The records appear below. Report how many of their lines contain the word "that", giving the number alone.

**Dataset records**
-----

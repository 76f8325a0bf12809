// ********* Input data structures ***********

use serde::{Deserialize, Serialize};
use std::error::Error;
use std::fmt::Display;
use std::str::FromStr;

/// One row of a sighting export, as handed over by the readers.
///
/// All the fields are optional: exports are frequently incomplete and the
/// aggregation decides what to do with the missing values.
#[derive(Eq, PartialEq, Debug, Clone, Default, Serialize, Deserialize)]
pub struct Sighting {
    /// The region code (`US-TX`) or the full name of the state.
    pub state: Option<String>,
    pub county: Option<String>,
    /// The observation date, usually `YYYY-MM-DD`.
    pub date: Option<String>,
    /// Identifies one taxonomic unit. eBird exports use the taxonomic order.
    pub species: Option<String>,
}

impl Sighting {
    pub fn new(state: &str, county: &str, date: &str, species: &str) -> Sighting {
        Sighting {
            state: Some(state.to_string()),
            county: Some(county.to_string()),
            date: Some(date.to_string()),
            species: Some(species.to_string()),
        }
    }
}

// ******** Output data structures *********

/// Number of distinct species seen on one date.
#[derive(Eq, PartialEq, Debug, Clone, Serialize, Deserialize)]
pub struct DateCount {
    pub date: String,
    #[serde(rename = "speciesCount")]
    pub species_count: usize,
}

/// The best dates of one county.
///
/// Invariant: `dates` is never empty, holds at most `TOP_DATES_PER_COUNTY`
/// entries and is sorted by decreasing species count.
#[derive(Eq, PartialEq, Debug, Clone, Serialize, Deserialize)]
pub struct CountyRanking {
    pub state: Option<String>,
    pub county: String,
    pub dates: Vec<DateCount>,
}

impl CountyRanking {
    /// The species count of the best date of this county.
    pub fn top_species_count(&self) -> usize {
        self.dates.first().map(|dc| dc.species_count).unwrap_or(0)
    }

    pub fn top_date(&self) -> Option<&DateCount> {
        self.dates.first()
    }
}

/// The outcome of one aggregation pass.
#[derive(Eq, PartialEq, Debug, Clone, Default, Serialize, Deserialize)]
pub struct Tally {
    pub rankings: Vec<CountyRanking>,
    #[serde(rename = "rowsRead")]
    pub rows_read: usize,
    /// Rows that were dropped because they did not name a county.
    #[serde(rename = "rowsSkipped")]
    pub rows_skipped: usize,
}

/// Errors raised when interpreting user choices.
#[derive(Eq, PartialEq, Debug, Clone)]
pub enum AnalyticsError {
    UnknownSortMode(String),
    UnknownView(String),
}

impl Error for AnalyticsError {}

impl Display for AnalyticsError {
    fn fmt(&self, f: &mut std::fmt::Formatter<'_>) -> std::fmt::Result {
        match self {
            AnalyticsError::UnknownSortMode(s) => {
                write!(f, "unknown sort mode {:?} (expected 'county' or 'date')", s)
            }
            AnalyticsError::UnknownView(s) => {
                write!(
                    f,
                    "unknown view {:?} (expected 'upload', 'analytics' or 'about')",
                    s
                )
            }
        }
    }
}

// ********* View configuration **********

/// How the list of counties is ordered.
///
/// - County: alphabetical order of the county names.
/// - Date: counties with the best single day first. This ranks the counties by
/// their top date, it does not interleave the dates of different counties.
#[derive(Eq, PartialEq, Debug, Clone, Copy, Serialize, Deserialize)]
#[serde(rename_all = "lowercase")]
pub enum SortMode {
    County,
    Date,
}

impl Default for SortMode {
    fn default() -> Self {
        SortMode::County
    }
}

impl FromStr for SortMode {
    type Err = AnalyticsError;
    fn from_str(s: &str) -> Result<Self, Self::Err> {
        match s {
            "county" => Ok(SortMode::County),
            "date" => Ok(SortMode::Date),
            x => Err(AnalyticsError::UnknownSortMode(x.to_string())),
        }
    }
}

/// The value of the state selector. `All` disables the state filter.
#[derive(Eq, PartialEq, Debug, Clone, Hash, Serialize, Deserialize)]
#[serde(from = "String", into = "String")]
pub enum StateFilter {
    All,
    Named(String),
}

impl StateFilter {
    /// The text form of `All`. Reading a selector from text (config, command
    /// line, JSON) maps this label to `All`, so a state literally named "All"
    /// can only be selected with `StateFilter::Named`, as `state_options`
    /// returns it.
    pub const ALL_LABEL: &'static str = "All";

    pub fn accepts(&self, state: Option<&str>) -> bool {
        match self {
            StateFilter::All => true,
            StateFilter::Named(name) => state == Some(name.as_str()),
        }
    }
}

impl Default for StateFilter {
    fn default() -> Self {
        StateFilter::All
    }
}

impl From<String> for StateFilter {
    fn from(s: String) -> Self {
        if s.is_empty() || s == StateFilter::ALL_LABEL {
            StateFilter::All
        } else {
            StateFilter::Named(s)
        }
    }
}

impl From<StateFilter> for String {
    fn from(sf: StateFilter) -> Self {
        match sf {
            StateFilter::All => StateFilter::ALL_LABEL.to_string(),
            StateFilter::Named(s) => s,
        }
    }
}

impl Display for StateFilter {
    fn fmt(&self, f: &mut std::fmt::Formatter<'_>) -> std::fmt::Result {
        match self {
            StateFilter::All => write!(f, "All States"),
            StateFilter::Named(s) => write!(f, "{}", s),
        }
    }
}

/// The pages of the application.
#[derive(Eq, PartialEq, Debug, Clone, Copy, Serialize, Deserialize)]
#[serde(rename_all = "lowercase")]
pub enum View {
    Upload,
    Analytics,
    About,
}

impl Default for View {
    fn default() -> Self {
        View::Upload
    }
}

impl FromStr for View {
    type Err = AnalyticsError;
    fn from_str(s: &str) -> Result<Self, Self::Err> {
        match s {
            "upload" => Ok(View::Upload),
            "analytics" => Ok(View::Analytics),
            "about" => Ok(View::About),
            x => Err(AnalyticsError::UnknownView(x.to_string())),
        }
    }
}

/// Everything the user can change on screen.
#[derive(Eq, PartialEq, Debug, Clone, Default, Serialize, Deserialize)]
pub struct ViewState {
    #[serde(rename = "currentView")]
    pub current_view: View,
    #[serde(rename = "sortBy")]
    pub sort_by: SortMode,
    #[serde(rename = "searchTerm")]
    pub search_term: String,
    #[serde(rename = "selectedState")]
    pub selected_state: StateFilter,
}

impl ViewState {
    pub fn filter(&self) -> RankingFilter {
        RankingFilter {
            search_term: self.search_term.clone(),
            state: self.selected_state.clone(),
        }
    }
}

/// Selects the rankings shown to the user.
///
/// The search term is matched (case-insensitive substring) against the county
/// name only. The state filter, when not `All`, must match exactly.
#[derive(Eq, PartialEq, Debug, Clone, Default)]
pub struct RankingFilter {
    pub search_term: String,
    pub state: StateFilter,
}

impl RankingFilter {
    pub fn matches(&self, ranking: &CountyRanking) -> bool {
        let search_lower = self.search_term.to_lowercase();
        self.state.accepts(ranking.state.as_deref())
            && ranking.county.to_lowercase().contains(&search_lower)
    }
}
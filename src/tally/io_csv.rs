// Primitives for reading eBird CSV exports.

use csv::ByteRecord;

use crate::tally::*;

/// The sightings of one export, plus the lines that could not be decoded.
#[derive(Eq, PartialEq, Debug, Clone, Default)]
pub struct CsvSightings {
    pub rows: Vec<Sighting>,
    pub malformed: usize,
}

// Position of the interesting columns in the header. A missing column leaves
// the corresponding field empty for every row.
#[derive(Eq, PartialEq, Debug, Clone, Copy)]
struct SightingColumns {
    state: Option<usize>,
    county: Option<usize>,
    date: Option<usize>,
    species: Option<usize>,
}

impl SightingColumns {
    fn locate(header: &ByteRecord, cfs: &FileSource) -> SightingColumns {
        let find = |name: &str| header.iter().position(|h| h == name.as_bytes());
        SightingColumns {
            state: find(cfs.state_column()),
            county: find(cfs.county_column()),
            date: find(cfs.date_column()),
            species: find(cfs.species_column()),
        }
    }

    // Only the located fields are decoded. Bytes that are not UTF-8 are
    // replaced, the rest of the line is never looked at.
    fn read(&self, line: &ByteRecord) -> Sighting {
        let get = |idx: Option<usize>| {
            idx.and_then(|i| line.get(i))
                .map(|b| String::from_utf8_lossy(b).into_owned())
        };
        Sighting {
            state: get(self.state),
            county: get(self.county),
            date: get(self.date),
            species: get(self.species),
        }
    }
}

pub fn read_csv_sightings(path: &str, cfs: &FileSource) -> BTallyResult<CsvSightings> {
    let mut rdr = csv::ReaderBuilder::new()
        .has_headers(true)
        .flexible(true)
        .from_path(path)
        .context(CsvOpenSnafu { path })?;
    let header = rdr.byte_headers().context(CsvHeaderSnafu { path })?.clone();
    debug!("read_csv_sightings: header: {:?}", header);

    let columns = SightingColumns::locate(&header, cfs);
    debug!("read_csv_sightings: columns: {:?}", columns);
    if columns.county.is_none() {
        warn!(
            "read_csv_sightings: {}: no {:?} column found",
            path,
            cfs.county_column()
        );
    }

    let mut res = CsvSightings::default();
    for (idx, line_r) in rdr.byte_records().enumerate() {
        // The header is line 1.
        let lineno = idx + 2;
        match line_r {
            Ok(line) => {
                let s = columns.read(&line);
                debug!("read_csv_sightings: lineno: {:?} row: {:?}", lineno, &s);
                res.rows.push(s);
            }
            Err(e) => {
                warn!(
                    "read_csv_sightings: {}: skipping line {}: {}",
                    path, lineno, e
                );
                res.malformed += 1;
            }
        }
    }
    info!(
        "read_csv_sightings: {}: {} rows, {} malformed lines",
        path,
        res.rows.len(),
        res.malformed
    );
    Ok(res)
}

#[cfg(test)]
mod tests {
    use super::*;
    use std::io::Write;
    use tempfile::NamedTempFile;

    fn write_csv(contents: &[u8]) -> NamedTempFile {
        let mut file = tempfile::Builder::new().suffix(".csv").tempfile().unwrap();
        file.write_all(contents).unwrap();
        file.flush().unwrap();
        file
    }

    #[test]
    fn reads_columns_by_header_name() {
        let file = write_csv(
            b"Submission ID,Common Name,Taxonomic Order,County,State/Province,Date\n\
              S1,Northern Cardinal,30000,Travis,US-TX,2024-01-01\n\
              S2,Carolina Wren,26000,,US-TX,2024-01-02\n",
        );
        let res = read_csv_sightings(file.path().to_str().unwrap(), &FileSource::default())
            .unwrap();
        assert_eq!(res.malformed, 0);
        assert_eq!(
            res.rows,
            vec![
                Sighting::new("US-TX", "Travis", "2024-01-01", "30000"),
                Sighting::new("US-TX", "", "2024-01-02", "26000"),
            ]
        );
    }

    #[test]
    fn missing_columns_leave_fields_empty() {
        let file = write_csv(b"Common Name,Count\nNorthern Cardinal,2\n");
        let res = read_csv_sightings(file.path().to_str().unwrap(), &FileSource::default())
            .unwrap();
        assert_eq!(res.rows, vec![Sighting::default()]);
    }

    #[test]
    fn short_lines_are_tolerated() {
        let file = write_csv(b"County,Date,Taxonomic Order\nTravis,2024-01-01\n");
        let res = read_csv_sightings(file.path().to_str().unwrap(), &FileSource::default())
            .unwrap();
        assert_eq!(res.rows[0].county.as_deref(), Some("Travis"));
        assert_eq!(res.rows[0].species, None);
    }

    #[test]
    fn non_utf8_in_ignored_column_keeps_the_row() {
        let file = write_csv(b"County,Date,Taxonomic Order,Location\nTravis,2024-01-01,1,Ca\xf1on\n");
        let res = read_csv_sightings(file.path().to_str().unwrap(), &FileSource::default())
            .unwrap();
        assert_eq!(res.malformed, 0);
        assert_eq!(
            res.rows,
            vec![Sighting {
                state: None,
                ..Sighting::new("", "Travis", "2024-01-01", "1")
            }]
        );
    }

    #[test]
    fn non_utf8_in_county_is_replaced() {
        let file = write_csv(b"County,Date,Taxonomic Order\nA\xf1asco,2024-01-01,1\n");
        let res = read_csv_sightings(file.path().to_str().unwrap(), &FileSource::default())
            .unwrap();
        assert_eq!(res.malformed, 0);
        assert_eq!(res.rows[0].county.as_deref(), Some("A\u{FFFD}asco"));
    }

    #[test]
    fn custom_column_names() {
        let file = write_csv(b"Region,Area,Day,Taxon\nUS-OR,Lane,2024-02-01,5\n");
        let cfs = FileSource {
            state_column: Some("Region".to_string()),
            county_column: Some("Area".to_string()),
            date_column: Some("Day".to_string()),
            species_column: Some("Taxon".to_string()),
            ..FileSource::default()
        };
        let res = read_csv_sightings(file.path().to_str().unwrap(), &cfs).unwrap();
        assert_eq!(res.rows, vec![Sighting::new("US-OR", "Lane", "2024-02-01", "5")]);
    }

    #[test]
    fn missing_file_is_an_error() {
        let res = read_csv_sightings("/nonexistent/MyEBirdData.csv", &FileSource::default());
        assert!(matches!(res.map_err(|e| *e), Err(TallyError::CsvOpen { .. })));
    }
}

-----

**Written answer**
3